Given the names: Darl, Jewel, Vardaman, Cash, Dewey Dell and Anse, you might think you were confronted with a comedy of the Herman-Sherman-and-Vermin type. On the contrary, these are the four sons, daughter and husband of a dying woman, Addie Bundren. Outside her window, Cash fashions her coffin. The neighbors come to see her, they sit like buzzards about her and talk. Presently Addie dies. Cash works all night in the pouring rain to finish her coffin. Then they load her onto the wagon and start for Jefferson to bury her with her folks. The rains have washed away the bridges, so they must try the ford.

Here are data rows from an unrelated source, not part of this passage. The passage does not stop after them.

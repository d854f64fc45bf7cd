// SPDX-License-Identifier: CEPL-1.0
use anyhow::{Context, Result};
use ash::vk;

pub(crate) const MAX_FRAMES_IN_FLIGHT: usize = 2;

/// Per frame-in-flight objects, indexed by the renderer's frame counter.
#[derive(Clone, Copy)]
pub(crate) struct FrameSync {
    pub image_available: vk::Semaphore,
    pub in_flight: vk::Fence,
}

pub(crate) unsafe fn create_framebuffers(
    device: &ash::Device,
    render_pass: vk::RenderPass,
    views: &[vk::ImageView],
    extent: vk::Extent2D,
) -> Result<Vec<vk::Framebuffer>> {
    let mut framebuffers = Vec::with_capacity(views.len());
    for view in views {
        let fb_info = vk::FramebufferCreateInfo {
            s_type: vk::StructureType::FRAMEBUFFER_CREATE_INFO,
            render_pass,
            attachment_count: 1,
            p_attachments: view,
            width: extent.width,
            height: extent.height,
            layers: 1,
            ..Default::default()
        };
        match device.create_framebuffer(&fb_info, None) {
            Ok(fb) => framebuffers.push(fb),
            Err(e) => {
                destroy_framebuffers(device, &framebuffers);
                return Err(e).context("create_framebuffer");
            }
        }
    }
    Ok(framebuffers)
}

pub(crate) unsafe fn destroy_framebuffers(device: &ash::Device, framebuffers: &[vk::Framebuffer]) {
    for &fb in framebuffers {
        device.destroy_framebuffer(fb, None);
    }
}

pub(crate) struct CommandResources {
    pub pool: vk::CommandPool,
    pub bufs: Vec<vk::CommandBuffer>,
}

pub(crate) unsafe fn create_command_resources(
    device: &ash::Device,
    queue_family: u32,
    count: usize,
) -> Result<CommandResources> {
    let pool_info = vk::CommandPoolCreateInfo {
        s_type: vk::StructureType::COMMAND_POOL_CREATE_INFO,
        queue_family_index: queue_family,
        flags: vk::CommandPoolCreateFlags::RESET_COMMAND_BUFFER,
        ..Default::default()
    };
    let pool = device
        .create_command_pool(&pool_info, None)
        .context("create_command_pool")?;
    let alloc_info = vk::CommandBufferAllocateInfo {
        s_type: vk::StructureType::COMMAND_BUFFER_ALLOCATE_INFO,
        command_pool: pool,
        level: vk::CommandBufferLevel::PRIMARY,
        command_buffer_count: count as u32,
        ..Default::default()
    };
    let bufs = match device.allocate_command_buffers(&alloc_info) {
        Ok(b) => b,
        Err(e) => {
            device.destroy_command_pool(pool, None);
            return Err(e).context("allocate_command_buffers");
        }
    };
    Ok(CommandResources { pool, bufs })
}

pub(crate) unsafe fn create_frame_sync(device: &ash::Device) -> Result<Vec<FrameSync>> {
    let sem_ci = vk::SemaphoreCreateInfo::default();
    // Signalled so the very first wait on each slot returns immediately.
    let fence_ci = vk::FenceCreateInfo {
        s_type: vk::StructureType::FENCE_CREATE_INFO,
        flags: vk::FenceCreateFlags::SIGNALED,
        ..Default::default()
    };

    let mut frames = Vec::with_capacity(MAX_FRAMES_IN_FLIGHT);
    for _ in 0..MAX_FRAMES_IN_FLIGHT {
        let image_available = match device.create_semaphore(&sem_ci, None) {
            Ok(s) => s,
            Err(e) => {
                destroy_frame_sync(device, &frames);
                return Err(e).context("create_semaphore(image_available)");
            }
        };
        let in_flight = match device.create_fence(&fence_ci, None) {
            Ok(f) => f,
            Err(e) => {
                device.destroy_semaphore(image_available, None);
                destroy_frame_sync(device, &frames);
                return Err(e).context("create_fence(in_flight)");
            }
        };
        frames.push(FrameSync {
            image_available,
            in_flight,
        });
    }
    Ok(frames)
}

pub(crate) unsafe fn destroy_frame_sync(device: &ash::Device, frames: &[FrameSync]) {
    for f in frames {
        device.destroy_fence(f.in_flight, None);
        device.destroy_semaphore(f.image_available, None);
    }
}

/// One render-finished semaphore per swapchain image; present may still be
/// reading it when the next frame in flight starts.
pub(crate) unsafe fn create_render_finished(
    device: &ash::Device,
    image_count: usize,
) -> Result<Vec<vk::Semaphore>> {
    let sem_ci = vk::SemaphoreCreateInfo::default();
    let mut sems = Vec::with_capacity(image_count);
    for _ in 0..image_count {
        match device.create_semaphore(&sem_ci, None) {
            Ok(s) => sems.push(s),
            Err(e) => {
                destroy_semaphores(device, &sems);
                return Err(e).context("create_semaphore(render_finished)");
            }
        }
    }
    Ok(sems)
}

pub(crate) unsafe fn destroy_semaphores(device: &ash::Device, sems: &[vk::Semaphore]) {
    for &s in sems {
        device.destroy_semaphore(s, None);
    }
}

pub(crate) fn full_viewport(extent: vk::Extent2D) -> vk::Viewport {
    vk::Viewport {
        x: 0.0,
        y: 0.0,
        width: extent.width as f32,
        height: extent.height as f32,
        min_depth: 0.0,
        max_depth: 1.0,
    }
}

pub(crate) fn full_scissor(extent: vk::Extent2D) -> vk::Rect2D {
    vk::Rect2D {
        offset: vk::Offset2D { x: 0, y: 0 },
        extent,
    }
}

pub(crate) struct RecordTarget {
    pub render_pass: vk::RenderPass,
    pub framebuffer: vk::Framebuffer,
    pub pipeline: vk::Pipeline,
    pub extent: vk::Extent2D,
    pub clear: vk::ClearValue,
}

pub(crate) unsafe fn record_triangle(
    device: &ash::Device,
    cmd: vk::CommandBuffer,
    target: &RecordTarget,
) -> Result<()> {
    device
        .reset_command_buffer(cmd, vk::CommandBufferResetFlags::empty())
        .context("reset_command_buffer")?;
    let begin = vk::CommandBufferBeginInfo {
        s_type: vk::StructureType::COMMAND_BUFFER_BEGIN_INFO,
        ..Default::default()
    };
    device
        .begin_command_buffer(cmd, &begin)
        .context("begin_command_buffer")?;

    let clears = [target.clear];
    let rp_begin = vk::RenderPassBeginInfo {
        s_type: vk::StructureType::RENDER_PASS_BEGIN_INFO,
        render_pass: target.render_pass,
        framebuffer: target.framebuffer,
        render_area: full_scissor(target.extent),
        clear_value_count: clears.len() as u32,
        p_clear_values: clears.as_ptr(),
        ..Default::default()
    };
    device.cmd_begin_render_pass(cmd, &rp_begin, vk::SubpassContents::INLINE);

    device.cmd_bind_pipeline(cmd, vk::PipelineBindPoint::GRAPHICS, target.pipeline);
    device.cmd_set_viewport(cmd, 0, &[full_viewport(target.extent)]);
    device.cmd_set_scissor(cmd, 0, &[full_scissor(target.extent)]);
    device.cmd_set_line_width(cmd, 1.0);
    device.cmd_draw(cmd, 3, 1, 0, 0);

    device.cmd_end_render_pass(cmd);
    device
        .end_command_buffer(cmd)
        .context("end_command_buffer")?;
    Ok(())
}

#[cfg(test)]
mod tests {
    use super::*;

    #[test]
    fn viewport_covers_extent_with_unit_depth() {
        let vp = full_viewport(vk::Extent2D { width: 800, height: 600 });
        assert_eq!((vp.x, vp.y), (0.0, 0.0));
        assert_eq!((vp.width, vp.height), (800.0, 600.0));
        assert_eq!((vp.min_depth, vp.max_depth), (0.0, 1.0));
    }

    #[test]
    fn scissor_starts_at_origin() {
        let sc = full_scissor(vk::Extent2D { width: 640, height: 480 });
        assert_eq!((sc.offset.x, sc.offset.y), (0, 0));
        assert_eq!((sc.extent.width, sc.extent.height), (640, 480));
    }
}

The wagon overturns, the mules are drowned, Cash breaks a leg. But Jewel rescues the coffin. They stop off a night and buy another team. All this takes time. Addie begins to smell. Buzzards sit on the coffin, when they can get at it, but most of the time they cannot because Cash–his leg set in cement–is lying on it. Little Vardaman is half crazy, Darl also. Darl, in fact, sets fire to a barn where the coffin is left one night. Jewel drags it out. Whenever possible Dewey Dell sneaks off to drug stores asking for something to cure her “woman's trouble,” by which she means that she is going to have a child and is not married. But at last they reach Jefferson, bury the rotting corpse, send Darl off to an asylum.
This meaty tale comes to us through the consciousness of first one and then another of the characters.